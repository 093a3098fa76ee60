//! Generation settings registry.
//!
//! At most one row is default: setting `is_default` on a row clears it on
//! every other row in the same transaction.

use super::{Store, now_millis, parsed_column, to_datetime};
use crate::types::{AiSettings, NewSettings, SettingsId, SettingsUpdate};
use crate::{SecretBox, StoryflowError};
use rusqlite::{Connection, OptionalExtension, Row, params};

const SETTINGS_COLUMNS: &str = "id, name, provider, base_url, model, temperature, top_p, \
     max_tokens, is_default, is_active, api_key_encrypted, created_at, updated_at";

/// Data access for the `ai_settings` table.
struct SettingsDao;

impl SettingsDao {
    fn get(conn: &Connection, id: SettingsId) -> Result<Option<AiSettings>, StoryflowError> {
        let sql = format!("SELECT {} FROM ai_settings WHERE id = ?1", SETTINGS_COLUMNS);
        Ok(conn.query_row(&sql, [id.0], Self::map_row).optional()?)
    }

    fn require(conn: &Connection, id: SettingsId) -> Result<AiSettings, StoryflowError> {
        Self::get(conn, id)?.ok_or_else(|| StoryflowError::not_found("Settings", id))
    }

    fn unset_other_defaults(conn: &Connection, keep: SettingsId) -> Result<(), StoryflowError> {
        conn.execute(
            "UPDATE ai_settings SET is_default = 0 WHERE is_default = 1 AND id != ?1",
            [keep.0],
        )?;
        Ok(())
    }

    fn encrypt_key(secrets: &SecretBox, api_key: &str) -> Result<String, StoryflowError> {
        if api_key.is_empty() {
            Ok(String::new())
        } else {
            secrets.encrypt(api_key)
        }
    }

    fn map_row(row: &Row<'_>) -> rusqlite::Result<AiSettings> {
        let api_key_encrypted: String = row.get(10)?;
        Ok(AiSettings {
            id: SettingsId(row.get(0)?),
            name: row.get(1)?,
            provider: parsed_column(row, 2)?,
            base_url: row.get(3)?,
            model: row.get(4)?,
            temperature: row.get(5)?,
            top_p: row.get(6)?,
            max_tokens: row.get(7)?,
            is_default: row.get(8)?,
            is_active: row.get(9)?,
            has_api_key: !api_key_encrypted.is_empty(),
            created_at: to_datetime(row.get(11)?),
            updated_at: to_datetime(row.get(12)?),
            api_key_encrypted,
        })
    }
}

impl Store {
    /// Create settings, encrypting the API key.
    pub fn create_settings(
        &mut self,
        input: &NewSettings,
        secrets: &SecretBox,
    ) -> Result<AiSettings, StoryflowError> {
        input.validate()?;
        let encrypted = SettingsDao::encrypt_key(secrets, &input.api_key)?;
        self.write(|tx| {
            let now = now_millis();
            tx.execute(
                "INSERT INTO ai_settings (name, provider, api_key_encrypted, base_url, model,
                        temperature, top_p, max_tokens, is_default, is_active, created_at, updated_at)
                 VALUES (?1, ?2, ?3, ?4, ?5, ?6, ?7, ?8, ?9, 1, ?10, ?10)",
                params![
                    input.name,
                    input.provider.as_str(),
                    encrypted,
                    input.base_url.trim_end_matches('/'),
                    input.model,
                    input.temperature,
                    input.top_p,
                    input.max_tokens,
                    input.is_default,
                    now
                ],
            )?;
            let id = SettingsId(tx.last_insert_rowid());
            if input.is_default {
                SettingsDao::unset_other_defaults(tx, id)?;
            }
            SettingsDao::require(tx, id)
        })
    }

    /// Active settings, default first.
    pub fn list_settings(&self) -> Result<Vec<AiSettings>, StoryflowError> {
        let sql = format!(
            "SELECT {} FROM ai_settings WHERE is_active = 1 ORDER BY is_default DESC, id",
            SETTINGS_COLUMNS
        );
        let mut stmt = self.conn().prepare(&sql)?;
        let items = stmt
            .query_map([], SettingsDao::map_row)?
            .collect::<Result<Vec<_>, _>>()?;
        Ok(items)
    }

    /// Settings by id, active or not.
    pub fn get_settings(&self, id: SettingsId) -> Result<AiSettings, StoryflowError> {
        SettingsDao::require(self.conn(), id)
    }

    /// Apply a partial update. An empty or absent `api_key` keeps the stored key.
    pub fn update_settings(
        &mut self,
        id: SettingsId,
        update: &SettingsUpdate,
        secrets: &SecretBox,
    ) -> Result<AiSettings, StoryflowError> {
        update.validate()?;
        let new_key = match update.api_key.as_deref() {
            Some(key) if !key.is_empty() => Some(secrets.encrypt(key)?),
            _ => None,
        };
        self.write(|tx| {
            let existing = SettingsDao::require(tx, id)?;
            let is_default = update.is_default.unwrap_or(existing.is_default);
            tx.execute(
                "UPDATE ai_settings SET name = ?1, provider = ?2, api_key_encrypted = ?3,
                        base_url = ?4, model = ?5, temperature = ?6, top_p = ?7, max_tokens = ?8,
                        is_default = ?9, is_active = ?10, updated_at = ?11
                 WHERE id = ?12",
                params![
                    update.name.as_ref().unwrap_or(&existing.name),
                    update.provider.unwrap_or(existing.provider).as_str(),
                    new_key.as_ref().unwrap_or(&existing.api_key_encrypted),
                    update
                        .base_url
                        .as_deref()
                        .unwrap_or(&existing.base_url)
                        .trim_end_matches('/'),
                    update.model.as_ref().unwrap_or(&existing.model),
                    update.temperature.unwrap_or(existing.temperature),
                    update.top_p.unwrap_or(existing.top_p),
                    update.max_tokens.unwrap_or(existing.max_tokens),
                    is_default,
                    update.is_active.unwrap_or(existing.is_active),
                    now_millis(),
                    id.0
                ],
            )?;
            if is_default {
                SettingsDao::unset_other_defaults(tx, id)?;
            }
            SettingsDao::require(tx, id)
        })
    }

    pub fn delete_settings(&mut self, id: SettingsId) -> Result<(), StoryflowError> {
        self.write(|tx| {
            let changed = tx.execute("DELETE FROM ai_settings WHERE id = ?1", [id.0])?;
            if changed == 0 {
                return Err(StoryflowError::not_found("Settings", id));
            }
            Ok(())
        })
    }

    /// Pick the settings a generation request runs with.
    ///
    /// An explicit id must name an active row. Otherwise the active default
    /// wins, then the oldest active row. No active rows is a
    /// `ConfigurationError`.
    pub fn resolve_settings(
        &self,
        explicit: Option<SettingsId>,
    ) -> Result<AiSettings, StoryflowError> {
        if let Some(id) = explicit {
            return SettingsDao::get(self.conn(), id)?
                .filter(|s| s.is_active)
                .ok_or_else(|| StoryflowError::not_found("Settings", id));
        }
        let sql = format!(
            "SELECT {} FROM ai_settings WHERE is_active = 1 ORDER BY is_default DESC, id LIMIT 1",
            SETTINGS_COLUMNS
        );
        self.conn()
            .query_row(&sql, [], SettingsDao::map_row)
            .optional()?
            .ok_or_else(|| {
                StoryflowError::ConfigurationError(
                    "no active generation settings are configured".to_string(),
                )
            })
    }
}
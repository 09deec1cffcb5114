#![forbid(unsafe_code)]

//! Turns whatever the user typed (channel id, `@handle`, legacy username or a
//! channel URL) into a canonical `UC...` channel id.

use log::{debug, info};
use serde::Deserialize;

use crate::api::{ApiTransport, DataApi};
use crate::error::{CollectorError, Result};

const CHANNEL_ID_PREFIX: &str = "UC";
const CHANNEL_ID_LEN: usize = 24;

/// Body of `channels.list`, shared with the uploads lookup.
#[derive(Debug, Default, Deserialize)]
pub(crate) struct ChannelListResponse {
    #[serde(default)]
    pub items: Vec<ChannelItem>,
}

#[derive(Debug, Deserialize)]
#[serde(rename_all = "camelCase")]
pub(crate) struct ChannelItem {
    pub id: String,
    #[serde(default)]
    pub content_details: Option<ChannelContentDetails>,
}

#[derive(Debug, Deserialize)]
#[serde(rename_all = "camelCase")]
pub(crate) struct ChannelContentDetails {
    #[serde(default)]
    pub related_playlists: Option<RelatedPlaylists>,
}

#[derive(Debug, Deserialize)]
pub(crate) struct RelatedPlaylists {
    pub uploads: Option<String>,
}

/// What a channel reference reduces to before any network lookup.
#[derive(Debug, Clone, PartialEq, Eq)]
pub enum ChannelRef {
    /// Already canonical.
    Id(String),
    /// `@handle`, stored without the `@`.
    Handle(String),
    /// Legacy username or custom URL name.
    Name(String),
}

pub fn is_channel_id(value: &str) -> bool {
    value.starts_with(CHANNEL_ID_PREFIX) && value.len() == CHANNEL_ID_LEN
}

fn is_url(value: &str) -> bool {
    value.contains("youtube.com") || value.contains("youtu.be")
}

/// Returns the path segment following the last `marker`, without any query
/// string, fragment or trailing path.
fn segment_after<'a>(url: &'a str, marker: &str) -> Option<&'a str> {
    let (_, rest) = url.rsplit_once(marker)?;
    let end = rest.find(['?', '/', '#']).unwrap_or(rest.len());
    let segment = &rest[..end];
    (!segment.is_empty()).then_some(segment)
}

/// Classifies a raw channel reference. Pure; never touches the network.
pub fn parse_channel_ref(identifier: &str) -> ChannelRef {
    let identifier = identifier.trim();
    if is_channel_id(identifier) {
        return ChannelRef::Id(identifier.to_owned());
    }

    let mut value = identifier.to_owned();
    if is_url(identifier) {
        if let Some(segment) = segment_after(identifier, "/channel/") {
            if is_channel_id(segment) {
                return ChannelRef::Id(segment.to_owned());
            }
            value = segment.to_owned();
        } else if let Some(segment) = segment_after(identifier, "/c/")
            .or_else(|| segment_after(identifier, "/user/"))
        {
            value = segment.to_owned();
        } else if let Some(segment) = segment_after(identifier, "/@") {
            value = format!("@{segment}");
        }
    }

    match value.strip_prefix('@') {
        Some(handle) => ChannelRef::Handle(handle.to_owned()),
        None => ChannelRef::Name(value),
    }
}

impl<T: ApiTransport> DataApi<T> {
    /// Resolves `identifier` to a canonical channel id.
    ///
    /// Handles are looked up with `forHandle` first and `forUsername` second;
    /// plain names the other way round. Canonical ids return immediately.
    pub fn resolve_channel_id(&self, identifier: &str) -> Result<String> {
        let lookups = match parse_channel_ref(identifier) {
            ChannelRef::Id(id) => return Ok(id),
            ChannelRef::Handle(handle) => [("forHandle", handle.clone()), ("forUsername", handle)],
            ChannelRef::Name(name) => [("forUsername", name.clone()), ("forHandle", name)],
        };

        if lookups[0].1.is_empty() {
            return Err(CollectorError::NotFound(format!(
                "channel reference {identifier:?} is empty"
            )));
        }

        for (param, value) in &lookups {
            let response: ChannelListResponse =
                self.get_as("channels", &[("part", "id"), (*param, value.as_str())])?;
            if let Some(item) = response.items.into_iter().next() {
                info!("Resolved {identifier} to channel {}", item.id);
                return Ok(item.id);
            }
            debug!("no channel matched {param}={value}");
        }

        Err(CollectorError::NotFound(format!(
            "channel not found for identifier {identifier}; expected a channel id, @handle, username or channel URL"
        )))
    }
}
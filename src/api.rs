#![forbid(unsafe_code)]

//! Thin client for the YouTube Data API v3.
//!
//! Every request goes through [`ApiTransport`] so the pipeline can be driven
//! by canned JSON in tests. [`DataApi`] owns the credential and the fixed
//! post-request delay that keeps a run under the API's rate limits.

use std::thread;
use std::time::Duration;

use log::debug;
use serde::de::DeserializeOwned;
use serde_json::Value;

use crate::error::{CollectorError, Result};

const API_BASE: &str = "https://www.googleapis.com/youtube/v3";
pub const DEFAULT_API_DELAY: Duration = Duration::from_secs(1);
const REQUEST_TIMEOUT: Duration = Duration::from_secs(30);

/// Issues GET requests and decodes the JSON body.
///
/// Implementations must map non-success statuses and transport failures to
/// [`CollectorError::Transport`].
pub trait ApiTransport {
    fn get_json(&self, url: &str, query: &[(&str, &str)]) -> Result<Value>;
}

/// Blocking transport backed by a shared `ureq` agent.
pub struct UreqTransport {
    agent: ureq::Agent,
}

impl UreqTransport {
    pub fn new() -> Self {
        let agent = ureq::AgentBuilder::new().timeout(REQUEST_TIMEOUT).build();
        Self { agent }
    }
}

impl Default for UreqTransport {
    fn default() -> Self {
        Self::new()
    }
}

impl ApiTransport for UreqTransport {
    fn get_json(&self, url: &str, query: &[(&str, &str)]) -> Result<Value> {
        let mut request = self.agent.get(url);
        for (key, value) in query {
            request = request.query(key, value);
        }

        match request.call() {
            Ok(response) => response
                .into_json::<Value>()
                .map_err(|err| CollectorError::transport(url, format!("decoding body: {err}"))),
            Err(ureq::Error::Status(code, response)) => {
                let body = response.into_string().unwrap_or_default();
                Err(CollectorError::transport(url, describe_status(code, &body)))
            }
            Err(ureq::Error::Transport(err)) => Err(CollectorError::transport(url, err.to_string())),
        }
    }
}

/// Formats a failed response, surfacing the API's own `error.message` (quota
/// exhausted, invalid key, ...) when the body carries one.
fn describe_status(code: u16, body: &str) -> String {
    let detail = serde_json::from_str::<Value>(body).ok().and_then(|value| {
        value["error"]["message"]
            .as_str()
            .filter(|message| !message.is_empty())
            .map(str::to_owned)
    });

    match detail {
        Some(message) => format!("HTTP {code}: {message}"),
        None => format!("HTTP {code}"),
    }
}

/// Sleeps for `delay` unless it is zero.
pub(crate) fn pause(delay: Duration) {
    if !delay.is_zero() {
        thread::sleep(delay);
    }
}

pub struct DataApi<T> {
    transport: T,
    api_key: String,
    delay: Duration,
}

impl<T: ApiTransport> DataApi<T> {
    pub fn new(transport: T, api_key: impl Into<String>) -> Self {
        Self {
            transport,
            api_key: api_key.into(),
            delay: DEFAULT_API_DELAY,
        }
    }

    /// Overrides the delay applied after each successful request.
    pub fn with_delay(mut self, delay: Duration) -> Self {
        self.delay = delay;
        self
    }

    pub fn delay(&self) -> Duration {
        self.delay
    }

    pub fn transport(&self) -> &T {
        &self.transport
    }

    /// Requests `<base>/<resource>` with `params` plus the API key, then
    /// waits out the configured delay.
    pub(crate) fn get(&self, resource: &str, params: &[(&str, &str)]) -> Result<Value> {
        let url = format!("{API_BASE}/{resource}");
        debug!("GET {resource} {params:?}");

        let mut query = params.to_vec();
        query.push(("key", self.api_key.as_str()));
        let value = self.transport.get_json(&url, &query)?;

        pause(self.delay);
        Ok(value)
    }

    /// Same as [`DataApi::get`] but decodes the body into `R`.
    pub(crate) fn get_as<R: DeserializeOwned>(
        &self,
        resource: &str,
        params: &[(&str, &str)],
    ) -> Result<R> {
        let value = self.get(resource, params)?;
        serde_json::from_value(value).map_err(|err| {
            CollectorError::transport(resource, format!("unexpected response shape: {err}"))
        })
    }
}


#[cfg(test)]
mod tests {
    use super::testing::{FakeTransport, fake_api};
    use super::*;
    use serde_json::json;

    #[test]
    fn get_appends_api_key_and_builds_url() {
        let api = fake_api(FakeTransport::new().respond("channels", json!({"items": []})));
        api.get("channels", &[("part", "id")]).unwrap();

        let calls = api.transport().calls();
        assert_eq!(calls.len(), 1);
        assert_eq!(calls[0].resource, "channels");
        assert_eq!(calls[0].param("part"), Some("id"));
        assert_eq!(calls[0].param("key"), Some("test-key"));
    }

    #[test]
    fn get_propagates_transport_errors() {
        let api = fake_api(FakeTransport::new().fail("videos", "HTTP 403: quota exceeded"));
        let err = api.get("videos", &[]).unwrap_err();
        assert!(matches!(err, CollectorError::Transport { .. }));
        assert!(err.to_string().contains("quota exceeded"));
    }

    #[test]
    fn get_as_reports_unexpected_shapes_as_transport_errors() {
        #[derive(Debug, serde::Deserialize)]
        #[allow(dead_code)]
        struct Page {
            items: Vec<String>,
        }

        let api = fake_api(FakeTransport::new().respond("videos", json!({"items": 7})));
        let err = api.get_as::<Page>("videos", &[]).unwrap_err();
        assert!(err.to_string().contains("unexpected response shape"));
    }

    #[test]
    fn describe_status_prefers_api_message() {
        let body = r#"{"error": {"code": 403, "message": "The request cannot be completed because you have exceeded your quota."}}"#;
        assert_eq!(
            describe_status(403, body),
            "HTTP 403: The request cannot be completed because you have exceeded your quota."
        );
        assert_eq!(describe_status(500, "<html>oops</html>"), "HTTP 500");
        assert_eq!(describe_status(404, r#"{"error": {"message": ""}}"#), "HTTP 404");
    }

    #[test]
    fn default_delay_is_one_second() {
        let api = DataApi::new(FakeTransport::new(), "key");
        assert_eq!(api.delay(), Duration::from_secs(1));
        let api = api.with_delay(Duration::from_millis(250));
        assert_eq!(api.delay(), Duration::from_millis(250));
    }
}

____________

ABOUT THIS TASK: Lines holding "ORDER": copy each one from the records above.

RESPONSE TO THIS TASK:
            "SELECT {} FROM ai_settings WHERE is_active = 1 ORDER BY is_default DESC, id",
            "SELECT {} FROM ai_settings WHERE is_active = 1 ORDER BY is_default DESC, id LIMIT 1",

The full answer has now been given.